▶ [WHAT YOU NEED TO DO]
There is material below. Print exactly the lines starting at the line with "let permitted = fault::guard(||" and ending at the line with "if let Err(caught)", ends included, and no others.
──────────────────────────────
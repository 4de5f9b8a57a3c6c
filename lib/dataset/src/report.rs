//! Serializable summary of a clustering run

use clusterx_core::{Cluster, Error, FeatureStats, Record, Result};
use serde::{Deserialize, Serialize};
use std::fmt;

/// One record as it was read, before normalization
#[derive(Debug, Clone, PartialEq, Serialize, Deserialize)]
pub struct MemberSummary {
    pub text: String,
    pub numeric: Vec<f64>,
    pub categorical: Vec<String>,
}

impl MemberSummary {
    pub fn from_record(record: &Record) -> Self {
        Self {
            text: record.original_text().to_string(),
            numeric: record.original_numeric().to_vec(),
            categorical: record.categorical().to_vec(),
        }
    }

    /// Source text, or the features when the record was built in code
    fn label(&self) -> String {
        if !self.text.is_empty() {
            return self.text.clone();
        }
        self.numeric
            .iter()
            .map(|v| v.to_string())
            .chain(self.categorical.iter().cloned())
            .collect::<Vec<_>>()
            .join(", ")
    }
}

#[derive(Debug, Clone, PartialEq, Serialize, Deserialize)]
pub struct ClusterSummary {
    pub size: usize,
    pub members: Vec<MemberSummary>,
}

/// Clusters produced by one run, with the names of what produced them
#[derive(Debug, Clone, PartialEq, Serialize, Deserialize)]
pub struct ClusterReport {
    pub algorithm: String,
    pub metric: String,
    #[serde(default, skip_serializing_if = "Option::is_none")]
    pub source: Option<String>,
    pub records: usize,
    #[serde(default, skip_serializing_if = "Vec::is_empty")]
    pub feature_stats: Vec<FeatureStats>,
    pub clusters: Vec<ClusterSummary>,
}

impl ClusterReport {
    pub fn new(algorithm: impl Into<String>, metric: impl Into<String>, clusters: &[Cluster]) -> Self {
        let clusters: Vec<ClusterSummary> = clusters
            .iter()
            .map(|cluster| ClusterSummary {
                size: cluster.len(),
                members: cluster.iter().map(|r| MemberSummary::from_record(r)).collect(),
            })
            .collect();

        Self {
            algorithm: algorithm.into(),
            metric: metric.into(),
            source: None,
            records: clusters.iter().map(|c| c.size).sum(),
            feature_stats: Vec::new(),
            clusters,
        }
    }

    pub fn with_source(mut self, source: impl Into<String>) -> Self {
        self.source = Some(source.into());
        self
    }

    pub fn with_feature_stats(mut self, stats: Vec<FeatureStats>) -> Self {
        self.feature_stats = stats;
        self
    }

    /// Non-finite statistics are written as `null`
    pub fn to_json(&self) -> Result<String> {
        serde_json::to_string_pretty(self).map_err(|e| Error::Serialization(e.to_string()))
    }

    pub fn from_json(json: &str) -> Result<Self> {
        serde_json::from_str(json).map_err(|e| Error::Serialization(e.to_string()))
    }
}

impl fmt::Display for ClusterReport {
    fn fmt(&self, f: &mut fmt::Formatter<'_>) -> fmt::Result {
        if let Some(source) = &self.source {
            writeln!(f, "Dataset: {}", source)?;
        }
        writeln!(f, "Algorithm: {}", self.algorithm)?;
        writeln!(f, "Metric: {}", self.metric)?;
        writeln!(f, "Records: {}", self.records)?;
        write!(f, "Clusters: {}", self.clusters.len())?;

        for (index, cluster) in self.clusters.iter().enumerate() {
            write!(f, "\n\nCluster {} ({} records)", index + 1, cluster.size)?;
            for member in &cluster.members {
                write!(f, "\n  {}", member.label())?;
            }
        }
        Ok(())
    }
}

#[cfg(test)]
mod tests {
    use super::*;
    use std::sync::Arc;

    fn clusters() -> Vec<Cluster> {
        let a = Arc::new(Record::new("2,MIT", vec![2.0], vec!["MIT".to_string()]));
        let b = Arc::new(Record::new("4,NUC", vec![4.0], vec!["NUC".to_string()]));
        let c = Arc::new(Record::numeric_only(vec![10.0]));
        vec![Cluster::from_records(vec![a, b]), Cluster::singleton(c)]
    }

    #[test]
    fn test_report_counts() {
        let report = ClusterReport::new("Agglomerative", "Euclidean Distance", &clusters());
        assert_eq!(report.records, 3);
        assert_eq!(report.clusters.len(), 2);
        assert_eq!(report.clusters[0].size, 2);
        assert_eq!(report.clusters[0].members[1].text, "4,NUC");
    }

    #[test]
    fn test_report_uses_original_values() {
        let mut record = Record::new("10", vec![10.0], Vec::new());
        record.set_numeric(0, 0.5);
        let report = ClusterReport::new(
            "K-means",
            "Euclidean Distance",
            &[Cluster::singleton(Arc::new(record))],
        );
        assert_eq!(report.clusters[0].members[0].numeric, vec![10.0]);
    }

    #[test]
    fn test_text_rendering() {
        let report = ClusterReport::new("Agglomerative", "Euclidean Distance", &clusters())
            .with_source("yeast.data");
        let text = report.to_string();

        assert!(text.starts_with("Dataset: yeast.data\nAlgorithm: Agglomerative\n"));
        assert!(text.contains("Cluster 1 (2 records)\n  2,MIT\n  4,NUC"));
        // No source text, falls back to the features
        assert!(text.ends_with("Cluster 2 (1 records)\n  10"));
    }

    #[test]
    fn test_json_round_trip() {
        let report = ClusterReport::new("Agglomerative", "Euclidean Distance", &clusters())
            .with_feature_stats(vec![FeatureStats { min: 2.0, max: 10.0, mean: 6.0 }]);
        let json = report.to_json().unwrap();
        assert!(json.contains("\"algorithm\": \"Agglomerative\""));
        assert!(!json.contains("\"source\""));

        let parsed = ClusterReport::from_json(&json).unwrap();
        assert_eq!(parsed, report);
    }

    #[test]
    fn test_json_non_finite_stats() {
        let report = ClusterReport::new("K-means", "Euclidean Distance", &clusters())
            .with_feature_stats(vec![FeatureStats { min: 1.0, max: 1.0, mean: f64::NAN }]);
        let json = report.to_json().unwrap();
        assert!(json.contains("\"mean\": null"));
    }
}
//! Message-receive primitives the dispatch worker reads from.

use std::io;
use std::sync::mpsc::{self, Receiver, RecvTimeoutError, Sender};
use std::time::Duration;

use thiserror::Error;

/// Errors raised while receiving from a subscription.
#[derive(Debug, Error)]
pub enum SubscriptionError {
    /// Every publisher is gone; no further message can arrive.
    #[error("subscription disconnected")]
    Disconnected,
    /// The underlying transport failed.
    #[error("subscription IO error: {0}")]
    Io(#[from] io::Error),
}

/// Source of raw net command payloads.
///
/// Implementations must return within roughly `wait` so the worker can
/// observe its stop signal.
pub trait Subscription: Send + 'static {
    /// Waits up to `wait` for the next payload.
    ///
    /// # Errors
    ///
    /// Returns [`SubscriptionError::Disconnected`] once the source is closed
    /// for good; other errors are treated as transient.
    fn receive(&mut self, wait: Duration) -> Result<Option<Vec<u8>>, SubscriptionError>;
}

impl Subscription for Box<dyn Subscription> {
    fn receive(&mut self, wait: Duration) -> Result<Option<Vec<u8>>, SubscriptionError> {
        (**self).receive(wait)
    }
}

/// Creates an in-process publisher and subscription pair.
pub fn channel() -> (ChannelPublisher, ChannelSubscription) {
    let (sender, receiver) = mpsc::channel();
    (ChannelPublisher { sender }, ChannelSubscription { receiver })
}

/// Sending half of an in-process channel.
#[derive(Debug, Clone)]
pub struct ChannelPublisher {
    sender: Sender<Vec<u8>>,
}

impl ChannelPublisher {
    /// Queues one raw payload.
    ///
    /// # Errors
    ///
    /// Returns [`SubscriptionError::Disconnected`] when the subscription has
    /// been dropped.
    pub fn publish(&self, payload: impl Into<Vec<u8>>) -> Result<(), SubscriptionError> {
        self.sender
            .send(payload.into())
            .map_err(|_| SubscriptionError::Disconnected)
    }
}

/// Receiving half of an in-process channel.
#[derive(Debug)]
pub struct ChannelSubscription {
    receiver: Receiver<Vec<u8>>,
}

impl Subscription for ChannelSubscription {
    fn receive(&mut self, wait: Duration) -> Result<Option<Vec<u8>>, SubscriptionError> {
        match self.receiver.recv_timeout(wait) {
            Ok(payload) => Ok(Some(payload)),
            Err(RecvTimeoutError::Timeout) => Ok(None),
            Err(RecvTimeoutError::Disconnected) => Err(SubscriptionError::Disconnected),
        }
    }
}
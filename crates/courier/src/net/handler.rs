//! Declaration surface for distributed command handlers.

use crate::errors::CommandError;
use crate::payload::Mapping;

/// Signature every distributed command callback must have: a single mapping
/// of normalised fields.
pub type NetCommandFn<H> = fn(&H, &Mapping) -> Result<(), CommandError>;

/// One declared distributed command callback.
pub struct NetCommandMethod<H> {
    pub(crate) name: String,
    pub(crate) required: Vec<String>,
    pub(crate) target: NetCommandFn<H>,
}

impl<H> NetCommandMethod<H> {
    /// Declares a callback for `name` requiring each of `required` in the
    /// payload's `data` object.
    pub fn new<I, S>(name: impl Into<String>, required: I, target: NetCommandFn<H>) -> Self
    where
        I: IntoIterator<Item = S>,
        S: Into<String>,
    {
        Self {
            name: name.into().trim().to_owned(),
            required: required.into_iter().map(Into::into).collect(),
            target,
        }
    }

    /// Command name the callback subscribes to.
    pub fn name(&self) -> &str {
        &self.name
    }

    /// Declared required field names.
    pub fn required(&self) -> &[String] {
        &self.required
    }
}

/// An object servicing distributed commands.
pub trait NetCommandHandler: Send + Sync + Sized + 'static {
    /// Lists the callbacks this handler registers.
    fn net_commands(&self) -> Vec<NetCommandMethod<Self>>;
}
//! Local command routing.

use std::sync::Arc;

use tracing::{debug, error, warn};

use crate::errors::{DispatchError, HandlerFault};
use crate::fault::{self, Caught};
use crate::registry::{CommandRegistry, HandlerBinding};

use super::handler::{CommandDescriptor, CommandHandler};
use super::sender::{CommandSender, SenderKind};
use super::status::CommandStatus;
use super::{LOCAL_TARGET, messages};

/// What happened to one local command invocation.
#[derive(Debug, Clone, PartialEq, Eq)]
pub enum DispatchOutcome {
    /// No handler is bound to the command; the caller was told so.
    NoHandler,
    /// The router rejected the caller before invoking the handler.
    Rejected(CommandStatus),
    /// The handler asked for help; the usage line was sent to the caller.
    Help,
    /// The handler ran and its status reached the status callback.
    Completed(CommandStatus),
    /// Handler code failed; the caller received an internal-error report.
    Faulted(HandlerFault),
}

/// Router owning the local command registry.
///
/// # Examples
///
/// ```rust
/// use std::sync::Arc;
///
/// use courier::{
///     CommandDescriptor, CommandError, CommandHandler, CommandMethod, CommandSender,
///     CommandStatus, LocalDispatcher, SenderKind,
/// };
///
/// struct Greeter;
///
/// impl Greeter {
///     fn hello(
///         &self,
///         sender: &dyn CommandSender,
///         _kind: SenderKind,
///         _descriptor: &CommandDescriptor,
///         _command: &str,
///         _arguments: &[String],
///     ) -> Result<CommandStatus, CommandError> {
///         sender.send_message("hello");
///         Ok(CommandStatus::Success)
///     }
/// }
///
/// impl CommandHandler for Greeter {
///     fn commands(&self) -> Vec<CommandMethod<Self>> {
///         let descriptor =
///             CommandDescriptor::new("hello", "", "cmd.hello", [SenderKind::Console]);
///         vec![CommandMethod::new(descriptor, Self::hello)]
///     }
///
///     fn handle_command_status(&self, _: CommandStatus, _: &dyn CommandSender, _: SenderKind) {}
/// }
///
/// let dispatcher = LocalDispatcher::new();
/// dispatcher.register_commands(&Arc::new(Greeter)).expect("register");
/// assert!(dispatcher.is_registered("HELLO").expect("query"));
/// ```
#[derive(Default)]
pub struct LocalDispatcher {
    registry: CommandRegistry,
}

impl LocalDispatcher {
    /// Creates a dispatcher with no commands.
    pub fn new() -> Self {
        Self::default()
    }

    /// Binds every eligible command `handler` declares.
    ///
    /// A command already bound to another handler is rebound to this one.
    /// Returns the number of commands bound.
    ///
    /// # Errors
    ///
    /// Returns [`DispatchError::Internal`] if the registry lock is poisoned.
    pub fn register_commands<H: CommandHandler>(&self, handler: &Arc<H>) -> Result<usize, DispatchError> {
        self.registry.register(handler)
    }

    /// Removes every binding pointing at `handler`.
    ///
    /// # Errors
    ///
    /// Returns [`DispatchError::Internal`] if the registry lock is poisoned.
    pub fn unregister_commands<H: CommandHandler>(
        &self,
        handler: &Arc<H>,
    ) -> Result<usize, DispatchError> {
        self.registry.unregister(handler)
    }

    /// Descriptor currently bound to `name`.
    ///
    /// # Errors
    ///
    /// Returns [`DispatchError::Internal`] if the registry lock is poisoned.
    pub fn descriptor(&self, name: &str) -> Result<Option<CommandDescriptor>, DispatchError> {
        Ok(self
            .registry
            .resolve(name)?
            .map(|binding| binding.descriptor().clone()))
    }

    /// Returns `true` when a handler is bound to `name`.
    ///
    /// # Errors
    ///
    /// Returns [`DispatchError::Internal`] if the registry lock is poisoned.
    pub fn is_registered(&self, name: &str) -> Result<bool, DispatchError> {
        Ok(self.registry.resolve(name)?.is_some())
    }

    /// Bound command names, sorted.
    ///
    /// # Errors
    ///
    /// Returns [`DispatchError::Internal`] if the registry lock is poisoned.
    pub fn command_names(&self) -> Result<Vec<String>, DispatchError> {
        self.registry.names()
    }

    /// Number of bound commands.
    ///
    /// # Errors
    ///
    /// Returns [`DispatchError::Internal`] if the registry lock is poisoned.
    pub fn len(&self) -> Result<usize, DispatchError> {
        self.registry.len()
    }

    /// Returns `true` when no command is bound.
    ///
    /// # Errors
    ///
    /// Returns [`DispatchError::Internal`] if the registry lock is poisoned.
    pub fn is_empty(&self) -> Result<bool, DispatchError> {
        Ok(self.len()? == 0)
    }

    /// Host entry point: routes one command and reports whether it was consumed.
    ///
    /// Every handler outcome, including a handler fault, counts as consumed.
    /// Only router-level failures yield `false`.
    pub fn dispatch(
        &self,
        sender: &dyn CommandSender,
        command: &str,
        label: &str,
        arguments: &[String],
    ) -> bool {
        match self.try_dispatch(sender, command, label, arguments) {
            Ok(_) => true,
            Err(error) => {
                error!(
                    target: LOCAL_TARGET,
                    command,
                    label,
                    error = %error,
                    "local dispatch failed"
                );
                false
            }
        }
    }

    /// Routes one command and returns its outcome.
    ///
    /// # Errors
    ///
    /// Returns [`DispatchError::Internal`] when the registry lock is poisoned
    /// or host code (caller classification, permission lookup or caller
    /// messaging) panics.
    pub fn try_dispatch(
        &self,
        sender: &dyn CommandSender,
        command: &str,
        label: &str,
        arguments: &[String],
    ) -> Result<DispatchOutcome, DispatchError> {
        let Some(binding) = self.registry.resolve(command)? else {
            debug!(target: LOCAL_TARGET, command, label, "no handler bound");
            tell(sender, messages::NO_HANDLER)?;
            return Ok(DispatchOutcome::NoHandler);
        };
        let descriptor = binding.descriptor();

        let kind = fault::guard(|| SenderKind::classify(sender))
            .map_err(|message| host_panic("classifying the caller", &message))?;
        if !descriptor.allows(kind) {
            debug!(target: LOCAL_TARGET, command, kind = %kind, "caller kind not allowed");
            return Ok(reject(&binding, CommandStatus::WrongTarget, sender, kind, command));
        }

        let permitted = fault::guard(|| sender.has_permission(descriptor.permission()))
            .map_err(|message| host_panic("checking the caller's permission", &message))?;
        if !permitted {
            debug!(
                target: LOCAL_TARGET,
                command,
                permission = descriptor.permission(),
                "caller lacks permission"
            );
            return Ok(reject(&binding, CommandStatus::NoPermission, sender, kind, command));
        }

        let status = match fault::isolate(|| binding.invoke(sender, kind, command, arguments)) {
            Ok(status) => status,
            Err(caught) => return report_fault(&binding, caught, sender, command),
        };
        debug!(target: LOCAL_TARGET, command, status = %status, "handler returned");

        if status == CommandStatus::Help {
            tell(sender, &descriptor.usage_line())?;
            return Ok(DispatchOutcome::Help);
        }
        match notify(&binding, status, sender, kind) {
            Ok(()) => Ok(DispatchOutcome::Completed(status)),
            Err(caught) => report_fault(&binding, caught, sender, command),
        }
    }
}

fn reject(
    binding: &HandlerBinding,
    status: CommandStatus,
    sender: &dyn CommandSender,
    kind: SenderKind,
    command: &str,
) -> DispatchOutcome {
    if let Err(caught) = notify(binding, status, sender, kind) {
        // The rejection stands even when the status callback fails.
        log_fault(&caught.into_fault(command, binding.handler_name()));
    }
    DispatchOutcome::Rejected(status)
}

fn notify(
    binding: &HandlerBinding,
    status: CommandStatus,
    sender: &dyn CommandSender,
    kind: SenderKind,
) -> Result<(), Caught> {
    fault::guard(|| binding.handle_status(status, sender, kind)).map_err(Caught::Panic)
}

fn report_fault(
    binding: &HandlerBinding,
    caught: Caught,
    sender: &dyn CommandSender,
    command: &str,
) -> Result<DispatchOutcome, DispatchError> {
    let fault = caught.into_fault(command, binding.handler_name());
    log_fault(&fault);
    tell(sender, messages::INTERNAL_ERROR)?;
    tell(sender, &format!("{}: {}", fault.kind(), fault.message()))?;
    tell(
        sender,
        &format!("at: {}", fault.location().unwrap_or(fault.handler())),
    )?;
    Ok(DispatchOutcome::Faulted(fault))
}

fn log_fault(fault: &HandlerFault) {
    error!(
        target: LOCAL_TARGET,
        command = fault.command(),
        handler = fault.handler(),
        fault = %fault.kind(),
        location = fault.location().unwrap_or("unknown"),
        message = fault.message(),
        "command handler failed"
    );
}

fn tell(sender: &dyn CommandSender, message: &str) -> Result<(), DispatchError> {
    fault::guard(|| sender.send_message(message)).map_err(|panic| {
        warn!(target: LOCAL_TARGET, "caller messaging panicked");
        host_panic("messaging the caller", &panic)
    })
}

fn host_panic(stage: &str, message: &str) -> DispatchError {
    DispatchError::internal(format!("host code panicked while {stage}: {message}"))
}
──────────────────────────────
▶ [ANSWER TO THIS PROBLEM]
        let permitted = fault::guard(|| sender.has_permission(descriptor.permission()))
            .map_err(|message| host_panic("checking the caller's permission", &message))?;
        if !permitted {
            debug!(
                target: LOCAL_TARGET,
                command,
                permission = descriptor.permission(),
                "caller lacks permission"
            );
            return Ok(reject(&binding, CommandStatus::NoPermission, sender, kind, command));
        }

        let status = match fault::isolate(|| binding.invoke(sender, kind, command, arguments)) {
            Ok(status) => status,
            Err(caught) => return report_fault(&binding, caught, sender, command),
        };
        debug!(target: LOCAL_TARGET, command, status = %status, "handler returned");

        if status == CommandStatus::Help {
            tell(sender, &descriptor.usage_line())?;
            return Ok(DispatchOutcome::Help);
        }
        match notify(&binding, status, sender, kind) {
            Ok(()) => Ok(DispatchOutcome::Completed(status)),
            Err(caught) => report_fault(&binding, caught, sender, command),
        }
    }
}

fn reject(
    binding: &HandlerBinding,
    status: CommandStatus,
    sender: &dyn CommandSender,
    kind: SenderKind,
    command: &str,
) -> DispatchOutcome {
    if let Err(caught) = notify(binding, status, sender, kind) {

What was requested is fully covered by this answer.